COPY command only allows copying from host/ client to the file system being built.
I’d like to copy some files during docker build to the host/ client. I can’t have the file in the final image and it has to be done as part of the build.
Are you sure that you didn’t already leak that file through image layers?
Each Dockerfile instruction creates a new image layer. If a file is not deleted in the same Dockerfile instruction where it’s created, it will be persisted in the image layer for that instruction. Deleting a file in a following instruction is not going to delete the file from the previous layer, it will just flag it as deleted.
This looks like a typical case where what you want, might not be the solution you need. Please explain the big picture, so we can come up with the actually needed solution.
Currently, Make files for the application are run in the Dockerfile build and the generated binaries are stored in the image. Now, I’d like to move some generated binaries from this Dockerfile image to another image. These binaries are huge and can’t have it in the image but we need it for later use.
Can’t run the Makefile from the other container again since this has to be done for many other containers and the build is time consuming. There is also this constraint where we are using a build server to do this and can’t quite do the docker run, cp and exec etc.
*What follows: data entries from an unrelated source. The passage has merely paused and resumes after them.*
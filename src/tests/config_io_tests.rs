use std::{
    fs,
    path::PathBuf,
    sync::{Mutex, OnceLock},
    time::{SystemTime, UNIX_EPOCH},
};

use crate::config::{self, Config, RawConfig};

static ENV_LOCK: OnceLock<Mutex<()>> = OnceLock::new();

fn lock_env() -> std::sync::MutexGuard<'static, ()> {
    ENV_LOCK.get_or_init(|| Mutex::new(())).lock().unwrap()
}

fn unique_temp_dir(prefix: &str) -> PathBuf {
    let ts = SystemTime::now()
        .duration_since(UNIX_EPOCH)
        .unwrap()
        .as_nanos();
    std::env::temp_dir().join(format!("script-switcher-tests-{prefix}-{ts}"))
}

fn restore_config_dir(old: Option<std::ffi::OsString>) {
    match old {
        Some(v) => unsafe { std::env::set_var("SCRIPT_SWITCHER_CONFIG_DIR", v) },
        None => unsafe { std::env::remove_var("SCRIPT_SWITCHER_CONFIG_DIR") },
    }
}

#[test]
fn config_save_and_load_roundtrip_via_env_dir() {
    let _g = lock_env();

    let old = std::env::var_os("SCRIPT_SWITCHER_CONFIG_DIR");
    let dir = unique_temp_dir("config");
    fs::create_dir_all(&dir).unwrap();
    unsafe { std::env::set_var("SCRIPT_SWITCHER_CONFIG_DIR", &dir) };

    let cfg = Config {
        target_font: "Nirmala UI".to_owned(),
        legacy_font_marker: "sutonnyomj".to_owned(),
        ..Config::default()
    };

    config::save(&cfg).unwrap();
    let loaded = config::load().unwrap();

    restore_config_dir(old);
    let _ = fs::remove_dir_all(&dir);

    assert_eq!(loaded.target_font, "Nirmala UI");
    assert_eq!(loaded.legacy_font_marker, "sutonnyomj");
    assert_eq!(loaded.word_batch_size(), cfg.word_batch_size());
}

#[test]
fn load_without_a_file_yields_defaults() {
    let _g = lock_env();

    let old = std::env::var_os("SCRIPT_SWITCHER_CONFIG_DIR");
    let dir = unique_temp_dir("defaults");
    fs::create_dir_all(&dir).unwrap();
    unsafe { std::env::set_var("SCRIPT_SWITCHER_CONFIG_DIR", &dir) };

    let loaded = config::load().unwrap();

    restore_config_dir(old);
    let _ = fs::remove_dir_all(&dir);

    let defaults = Config::default();
    assert_eq!(loaded.encoding, defaults.encoding);
    assert_eq!(loaded.target_font, defaults.target_font);
    assert_eq!(loaded.match_policy(), defaults.match_policy());
    assert_eq!(loaded.font_batch_size(), defaults.font_batch_size());
}

#[test]
fn invalid_raw_config_is_rejected_on_conversion() {
    let raw = RawConfig {
        word_batch_size: 0,
        ..RawConfig::default()
    };
    let err = Config::try_from(raw).expect_err("zero batch size must be rejected");
    assert!(err.contains("word_batch_size"));

    let raw = RawConfig {
        match_policy: "guesswork".to_owned(),
        ..RawConfig::default()
    };
    let err = Config::try_from(raw).expect_err("unknown policy must be rejected");
    assert!(err.contains("guesswork"));
}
I don’t see a way to get the files out of the image, but you could leverage multi-staged builds to minimize the final image.
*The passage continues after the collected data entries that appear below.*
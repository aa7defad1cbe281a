//! Font gating and script-run detection.

use script_switcher_core::text::decision::{Decision, SkipReason};

use crate::surface::FontInfo;

/// True when `font_name` case-insensitively contains the legacy-font marker.
#[must_use]
pub fn is_legacy_font(font_name: &str, marker: &str) -> bool {
    !marker.is_empty() && font_name.to_lowercase().contains(&marker.to_lowercase())
}

/// Font verdict for one unit. A unit with no reported font name never
/// qualifies.
#[must_use]
pub fn font_decision(font: &FontInfo, marker: &str) -> Decision {
    let qualifies = font
        .name
        .as_deref()
        .is_some_and(|name| is_legacy_font(name, marker));
    if qualifies {
        Decision::Convert
    } else {
        Decision::Skip(SkipReason::NonTargetFont)
    }
}

/// Unicode blocks of the font-substitution target script (Arabic, including
/// supplements and presentation forms).
pub const ARABIC_SCRIPT_RANGES: [(char, char); 5] = [
    ('\u{0600}', '\u{06FF}'),
    ('\u{0750}', '\u{077F}'),
    ('\u{08A0}', '\u{08FF}'),
    ('\u{FB50}', '\u{FDFF}'),
    ('\u{FE70}', '\u{FEFF}'),
];

/// True when any character of `text` falls inside one of `ranges`.
#[must_use]
pub fn contains_script(text: &str, ranges: &[(char, char)]) -> bool {
    text.chars()
        .any(|ch| ranges.iter().any(|&(lo, hi)| (lo..=hi).contains(&ch)))
}

#[cfg(test)]
mod tests {
    use script_switcher_core::text::decision::{Decision, SkipReason};

    use super::*;
    use crate::surface::FontInfo;

    #[test]
    fn marker_match_is_case_insensitive() {
        assert!(is_legacy_font("SutonnyMJ", "sutonnymj"));
        assert!(is_legacy_font("sutonnymj-bold", "SutonnyMJ"));
        assert!(!is_legacy_font("Kalpurush", "sutonnymj"));
    }

    #[test]
    fn missing_font_name_never_qualifies() {
        let verdict = font_decision(&FontInfo::default(), "sutonnymj");
        assert_eq!(verdict, Decision::Skip(SkipReason::NonTargetFont));
    }

    #[test]
    fn qualifying_font_converts() {
        let font = FontInfo::named("SutonnyMJ");
        assert_eq!(font_decision(&font, "sutonnymj"), Decision::Convert);
    }

    #[test]
    fn script_detection_spans_all_configured_blocks() {
        assert!(contains_script("بسم", &ARABIC_SCRIPT_RANGES));
        assert!(contains_script("mixed ﷲ text", &ARABIC_SCRIPT_RANGES));
        assert!(!contains_script("লেখা plain", &ARABIC_SCRIPT_RANGES));
    }
}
You could build everything in one stage, and use a COPY --from to copy over the required files into the final image.
Only the final image is tagged, though you could use docker build --target {stagename} to use a different stage as final image.
If we assume, you have this Dockerfile:
FROM whateverbaseimagea:tag AS builder
dosomething
FROM whateverbaseimageb:tag AS binaries
COPY --from builder /source/path/from/builder/stage /target/path/in/binaries/stage
FROM whateverbaseimagec:tag as final
COPY --from builder /source/different/path/from/builder/stage /target/different/path/in/final/stage
Then build the final image: docker build -t repo1:tag . and follow it by docker build --target binaries -t repo2:tag - the 2nd build should be completely handled by the cache. As a result you would have two different images that can be used for different purposes.
If this doesn’t help, then you probably should consider to build outside the image build and just copy over the artifacts you need from the build context into the image. Maybe the build server itself has something for that purpose. For instance, if you run gitlab ci/cd, you can declare paths that should be cached or used as artifacts that can be used amongst jobs, regardless whether you use an executor that runs the jobs in a container or in a shell executor on a host.
I think the solution is indeed multi-stage build as @meyay suggested, although you can have a stage which doesn’t contain anything (FROM scratch as copytohost) and use that as target (--target copytohost) in which stage you will have a single copy command to copy the binaries to the stage. I use this to build my documentation with Sphinx and copy the result out from the image. This is my update.sh script.
As you can see I use the --output option of the build subcommand to tell Docker to copy the root filesystem of the target stage to a specified directory. I learned this from the sourcecode of Docker Compose, but they use docker buildx bake now.
It means you can use this even if your images can’t be built with a single Dockerfile with multiple stages. Then you will have one Dockerfile to build the binary, copy the binary out from the image and a other Dockerfiles (optionally multistage too) to copy the binaries to other images.
Thank you for sharing!
I was not aware that COPY --link --from creates a new image layer that only contains the copied content from another build stage, and that it’s possible to export the root filesystem of an image to the host filesystem.
The key is FROM scratch. I never tried it with --link, I just used --from to copy the files to a stage based on “scratch”. It is probably worth to mention that it works only with buildkit, but buildkit is enabled by default everywhere thanks to buildx being the default builder now.
Thanks both Meyay and rimelek. Based on my understanding of what you have shared,
Created a final stage FROM scratch as copytohost and copied the files there using COPY --from . The copied files are available in the host now if the build is executed with --output option and buildkit enabled.
Now the docker is run again with a target stage, the one before the “copytohost” stage, to get the actual image. Thus the docker build is run twice but, as you pointed out, the second build is from cache only.
Please lemme know if I interpreted this solution correctly.